What is being asked:
Every line of the entries below that includes "AdapterFuture" belongs in the answer, copied as written.

[Excerpts from a dataset]
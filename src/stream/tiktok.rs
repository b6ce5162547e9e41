use super::{AdapterConfig, AdapterFuture, Platform, Session, StreamingAdapter};

/// TikTok Live publisher.
///
/// Placeholder: TikTok's OAuth handshake and ingest transport are not wired
/// up yet; this adapter only tracks session state.
#[derive(Debug, Default)]
pub struct TikTokAdapter {
    session: Session,
}

impl StreamingAdapter for TikTokAdapter {
    fn platform(&self) -> Platform {
        Platform::Tiktok
    }

    fn initialize<'a>(&'a mut self, config: &'a AdapterConfig) -> AdapterFuture<'a> {
        Box::pin(async move {
            // TODO: OAuth token exchange against the TikTok Live API
            tracing::info!(has_client_id = config.client_id.is_some(), "tiktok: initialize");
            Ok(())
        })
    }

    fn start<'a>(&'a mut self, stream_key: Option<&'a str>) -> AdapterFuture<'a> {
        Box::pin(async move {
            tracing::info!(has_key = stream_key.is_some(), "tiktok: start publish");
            self.session.connect(Platform::Tiktok)
        })
    }

    fn stop(&mut self) -> AdapterFuture<'_> {
        Box::pin(async move {
            tracing::info!("tiktok: stop publish");
            self.session.disconnect();
            Ok(())
        })
    }

    fn is_connected(&self) -> bool {
        self.session.is_connected()
    }
}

Your response:
use super::{AdapterConfig, AdapterFuture, Platform, Session, StreamingAdapter};
    fn initialize<'a>(&'a mut self, config: &'a AdapterConfig) -> AdapterFuture<'a> {
    fn start<'a>(&'a mut self, stream_key: Option<&'a str>) -> AdapterFuture<'a> {
    fn stop(&mut self) -> AdapterFuture<'_> {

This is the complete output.